What better time for wistful thoughts about medical science than those daily sessions at the bathroom mirror with lips curled into a sneer and fingers looped in dental floss?

The sneer is apt, considering the sorry state of this technology. It lags behind even the "chewing sticks" that people in developing countries have used for centuries to clean their teeth.There's plenty more to ponder and scowl at as you pull the floss gently between each tooth, and sweep it under the gum margin to remove bacterial plaque. If this routine doesn't sound familiar, beware. Those who don't floss risk losing their teeth.

Dental plaque is the sticky film of food debris, and microbes and their waste products, that causes periodontal disease. The condition damages the gums and other tissues that hold teeth firmly in the mouth.

Suppose gum disease really is the most serious dental health threat for American adults: the leading cause of tooth loss and the main reason why 30 million Americans have lost all their natural teeth.

Suppose that gum disease really does occur in three out of every four people. Then why on earth are we left to control it with this high-technology, 21st century, absolutely visionary approach of pulling a piece of string through our teeth?

If ever a disease cried out for innovations in prevention, it is this grim reaper of our teeth. There have been advances in at-home prevention of periodontal disease. These include anti-plaque mouth rinses; a new generation of toothbrushes designed to better clean the teeth; anti-plaque toothpastes, including some incorporating fluoride, hydrogen peroxide and baking soda; and electric toothbrushes designed to remove plaque.

But dental floss remains the bulwark of plaque control, and there is abundant evidence that it is inadequate. People are supposed to floss at least once a day to remove plaque left behind by brushing. Yet studies show that many people don't floss regularly.

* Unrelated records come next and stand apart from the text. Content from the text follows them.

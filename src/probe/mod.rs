//! Simulated deliverability checks.
//!
//! Nothing here touches the network: each check sleeps for a configured
//! latency, then draws from a seeded random source. [`MailProbe`] is the
//! seam the pipeline talks to, [`SimulatedProbe`] the stock implementation.

mod error;
mod lists;
mod options;

pub use error::ProbeError;
pub use options::ProbeOptions;

use std::sync::Mutex;

use async_trait::async_trait;
use rand::rngs::StdRng;
use rand::{Rng, SeedableRng};
use tracing::debug;

use crate::validator::local_part;

#[async_trait]
pub trait MailProbe: Send + Sync {
    /// Does `domain` (lower-cased) accept mail at all?
    async fn has_mx_records(&self, domain: &str) -> Result<bool, ProbeError>;

    /// Does `domain` accept mail for any local part?
    async fn detect_catch_all(&self, domain: &str) -> Result<bool, ProbeError>;

    /// Does the mailbox behind `email` exist?
    async fn mailbox_exists(&self, email: &str) -> Result<bool, ProbeError>;
}

pub struct SimulatedProbe {
    options: ProbeOptions,
    rng: Mutex<StdRng>,
}

impl SimulatedProbe {
    pub fn new(options: ProbeOptions) -> Result<Self, ProbeError> {
        options.validate()?;
        let rng = seeded_rng(options.seed);
        Ok(Self {
            options,
            rng: Mutex::new(rng),
        })
    }

    /// `true` with probability `p`.
    fn draw(&self, p: f64) -> Result<bool, ProbeError> {
        let mut rng = self
            .rng
            .lock()
            .map_err(|_| ProbeError::RandomSourcePoisoned)?;
        Ok(rng.r#gen::<f64>() < p)
    }
}

#[async_trait]
impl MailProbe for SimulatedProbe {
    async fn has_mx_records(&self, domain: &str) -> Result<bool, ProbeError> {
        tokio::time::sleep(self.options.mx_latency).await;
        if lists::is_common_mx_domain(domain) {
            debug!(domain, "MX presence assumed for common provider");
            return Ok(true);
        }
        let found = self.draw(self.options.mx_probability)?;
        debug!(domain, found, "simulated MX lookup");
        Ok(found)
    }

    async fn detect_catch_all(&self, domain: &str) -> Result<bool, ProbeError> {
        tokio::time::sleep(self.options.catch_all_latency).await;
        let p = if lists::is_likely_catch_all(domain) {
            self.options.likely_catch_all_probability
        } else {
            self.options.catch_all_probability
        };
        let catch_all = self.draw(p)?;
        debug!(domain, catch_all, "simulated catch-all probe");
        Ok(catch_all)
    }

    async fn mailbox_exists(&self, email: &str) -> Result<bool, ProbeError> {
        tokio::time::sleep(self.options.mailbox_latency).await;
        let local = local_part(email)?;
        let generic = lists::looks_generic(&local);
        let p = if generic {
            self.options.generic_mailbox_probability
        } else {
            self.options.mailbox_probability
        };
        let exists = self.draw(p)?;
        debug!(local = %local, generic, exists, "simulated mailbox check");
        Ok(exists)
    }
}

pub(crate) fn seeded_rng(seed: Option<u64>) -> StdRng {
    match seed {
        Some(seed) => StdRng::seed_from_u64(seed),
        None => StdRng::from_entropy(),
    }
}
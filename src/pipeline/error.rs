use thiserror::Error;

use crate::probe::ProbeError;
use crate::validator::EmailError;

/// Errors that abort a verification run.
#[derive(Debug, Error)]
pub enum PipelineError {
    #[error("address could not be split: {source}")]
    Address {
        #[from]
        source: EmailError,
    },
    #[error(transparent)]
    Probe(#[from] ProbeError),
    #[error("random source poisoned by a panicked task")]
    RandomSourcePoisoned,
}
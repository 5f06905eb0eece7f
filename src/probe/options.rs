use std::time::Duration;

use super::ProbeError;

/// Controls latency and odds of the simulated checks.
#[cfg_attr(feature = "with-serde", derive(serde::Serialize, serde::Deserialize))]
#[derive(Debug, Clone, PartialEq)]
pub struct ProbeOptions {
    pub mx_latency: Duration,
    pub catch_all_latency: Duration,
    pub mailbox_latency: Duration,
    /// Chance of MX presence for domains outside the common-provider list.
    pub mx_probability: f64,
    /// Chance of catch-all for domains in the likely-catch-all list.
    pub likely_catch_all_probability: f64,
    pub catch_all_probability: f64,
    /// Chance a mailbox exists when its local part looks generic (`test`, `admin`, ...).
    pub generic_mailbox_probability: f64,
    pub mailbox_probability: f64,
    /// Fixed seed for reproducible runs; entropy when `None`.
    pub seed: Option<u64>,
}

impl Default for ProbeOptions {
    fn default() -> Self {
        Self {
            mx_latency: Duration::from_millis(500),
            catch_all_latency: Duration::from_millis(800),
            mailbox_latency: Duration::from_millis(1000),
            mx_probability: 0.7,
            likely_catch_all_probability: 0.7,
            catch_all_probability: 0.2,
            generic_mailbox_probability: 0.2,
            mailbox_probability: 0.85,
            seed: None,
        }
    }
}

impl ProbeOptions {
    /// Default odds, no simulated latency.
    pub fn instant() -> Self {
        Self {
            mx_latency: Duration::ZERO,
            catch_all_latency: Duration::ZERO,
            mailbox_latency: Duration::ZERO,
            ..Self::default()
        }
    }

    pub fn with_seed(mut self, seed: u64) -> Self {
        self.seed = Some(seed);
        self
    }

    /// Sum of the three latencies, i.e. the duration of a run that reaches the mailbox check.
    pub fn total_latency(&self) -> Duration {
        self.mx_latency + self.catch_all_latency + self.mailbox_latency
    }

    pub fn validate(&self) -> Result<(), ProbeError> {
        let probabilities = [
            ("mx_probability", self.mx_probability),
            (
                "likely_catch_all_probability",
                self.likely_catch_all_probability,
            ),
            ("catch_all_probability", self.catch_all_probability),
            (
                "generic_mailbox_probability",
                self.generic_mailbox_probability,
            ),
            ("mailbox_probability", self.mailbox_probability),
        ];
        for (name, value) in probabilities {
            if !(0.0..=1.0).contains(&value) {
                return Err(ProbeError::InvalidProbability { name, value });
            }
        }
        Ok(())
    }
}

#[cfg(test)]
mod tests {
    use super::*;

    #[test]
    fn defaults_match_simulated_odds() {
        let options = ProbeOptions::default();
        assert_eq!(options.total_latency(), Duration::from_millis(2300));
        assert!(options.validate().is_ok());
    }

    #[test]
    fn instant_has_no_latency() {
        assert_eq!(ProbeOptions::instant().total_latency(), Duration::ZERO);
    }

    #[test]
    fn rejects_out_of_range_probability() {
        let options = ProbeOptions {
            mailbox_probability: 1.5,
            ..ProbeOptions::default()
        };
        match options.validate() {
            Err(ProbeError::InvalidProbability { name, .. }) => {
                assert_eq!(name, "mailbox_probability")
            }
            other => panic!("expected invalid probability, got {other:?}"),
        }
    }

    #[test]
    fn rejects_nan() {
        let options = ProbeOptions {
            mx_probability: f64::NAN,
            ..ProbeOptions::default()
        };
        assert!(options.validate().is_err());
    }
}
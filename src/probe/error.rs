use thiserror::Error;

use crate::validator::EmailError;

/// Failures of the simulated checks.
#[derive(Debug, Error)]
pub enum ProbeError {
    #[error("{name} must be within [0, 1], got {value}")]
    InvalidProbability { name: &'static str, value: f64 },
    #[error("random source poisoned by a panicked task")]
    RandomSourcePoisoned,
    #[error("malformed address: {source}")]
    MalformedAddress {
        #[from]
        source: EmailError,
    },
}
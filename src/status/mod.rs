//! Verification verdicts and how each one is displayed.

mod presentation;

pub use presentation::{Icon, Presentation, Tone};

use std::fmt;

/// Outcome of one pipeline run. `NoInput` stands for "nothing to verify" and
/// has no presentation.
#[cfg_attr(feature = "with-serde", derive(serde::Serialize, serde::Deserialize))]
#[cfg_attr(feature = "with-serde", serde(rename_all = "camelCase"))]
#[derive(Debug, Clone, Copy, PartialEq, Eq, Hash, Default)]
pub enum VerificationStatus {
    Safe,
    Role,
    CatchAll,
    Disposable,
    Invalid,
    InboxFull,
    Disabled,
    Spamtrap,
    Unknown,
    #[default]
    #[cfg_attr(feature = "with-serde", serde(rename = "none"))]
    NoInput,
}

impl VerificationStatus {
    pub const ALL: [Self; 10] = [
        Self::Safe,
        Self::Role,
        Self::CatchAll,
        Self::Disposable,
        Self::Invalid,
        Self::InboxFull,
        Self::Disabled,
        Self::Spamtrap,
        Self::Unknown,
        Self::NoInput,
    ];

    /// Statuses the mailbox check draws from when the mailbox is reported missing.
    pub const MAILBOX_FAILURES: [Self; 3] = [Self::Invalid, Self::InboxFull, Self::Disabled];

    pub fn as_str(self) -> &'static str {
        match self {
            Self::Safe => "safe",
            Self::Role => "role",
            Self::CatchAll => "catchAll",
            Self::Disposable => "disposable",
            Self::Invalid => "invalid",
            Self::InboxFull => "inboxFull",
            Self::Disabled => "disabled",
            Self::Spamtrap => "spamtrap",
            Self::Unknown => "unknown",
            Self::NoInput => "none",
        }
    }

    /// Display entry for this status; `None` for [`VerificationStatus::NoInput`].
    pub fn presentation(self) -> Option<&'static Presentation> {
        presentation::lookup(self)
    }

    /// Mail can be sent (possibly with caution).
    pub fn is_deliverable(self) -> bool {
        matches!(self, Self::Safe | Self::Role | Self::CatchAll)
    }
}

impl fmt::Display for VerificationStatus {
    fn fmt(&self, f: &mut fmt::Formatter<'_>) -> fmt::Result {
        f.write_str(self.as_str())
    }
}

#[cfg(test)]
mod tests {
    use super::*;

    #[test]
    fn names_match_wire_format() {
        assert_eq!(VerificationStatus::CatchAll.to_string(), "catchAll");
        assert_eq!(VerificationStatus::InboxFull.to_string(), "inboxFull");
        assert_eq!(VerificationStatus::NoInput.to_string(), "none");
    }

    #[test]
    fn default_is_no_input() {
        assert_eq!(VerificationStatus::default(), VerificationStatus::NoInput);
    }

    #[test]
    fn deliverable_set() {
        let deliverable: Vec<_> = VerificationStatus::ALL
            .into_iter()
            .filter(|s| s.is_deliverable())
            .collect();
        assert_eq!(
            deliverable,
            vec![
                VerificationStatus::Safe,
                VerificationStatus::Role,
                VerificationStatus::CatchAll
            ]
        );
    }

    #[cfg(feature = "with-serde")]
    #[test]
    fn serde_uses_camel_case_names() {
        for status in VerificationStatus::ALL {
            let json = serde_json::to_string(&status).expect("serialize");
            assert_eq!(json, format!("\"{}\"", status.as_str()));
            let back: VerificationStatus = serde_json::from_str(&json).expect("deserialize");
            assert_eq!(back, status);
        }
    }
}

The Academy of General Dentistry in Chicago reports that Americans buy only about 59,000 miles of dental floss each year. That's about 12 inches per person, barely enough for each person to floss once.

People apparently believe that using conventional floss isn't worth the bother. Medicated dental floss is a dream.

Dental floss removes bacterial plaque by mechanical action, using the same principle as "chewing sticks" that people in India and other countries have used since ancient times. Pluck a stick from a tree like the neem, gnaw the end into a mass of mop-like fibers, and scrub away.

But chewing sticks are high-tech compared to floss. Sticks from the neem tree contain natural antibacterial compounds believed responsible for the good oral health found in developing countries.

A revolution has occurred in developing new drug delivery systems. These include transdermal patches, microencapsulation, timed-release systems and other innovative ways of administering medication. Can we really lack the ability to coat dental floss with medicines that kill plaque bacteria, enzymes that dissolve plaque film or microcapsules that adhere to the teeth and continuously medicate the gums.

One's upper lip and cheek curl into a surly scowl as floss-wrapped fingers pass the canines, and dawdle over the first and second premolars. Lo, even the eyebrow contorts into a frown when floss approaches those remote first and second molars, and you contemplate toothpaste.

The latest in high-tech is fluoride toothpaste fortified with the periodontal disease fighting duo of hydrogen peroxide and baking soda. Readers tell me their grandparents used peroxide and soda half a century ago. Where is gum disease's equivalent of fluoride? When do we get a genuinely new toothpaste ingredient that will do for gum disease what fluoride has done for tooth decay - push it toward extinction?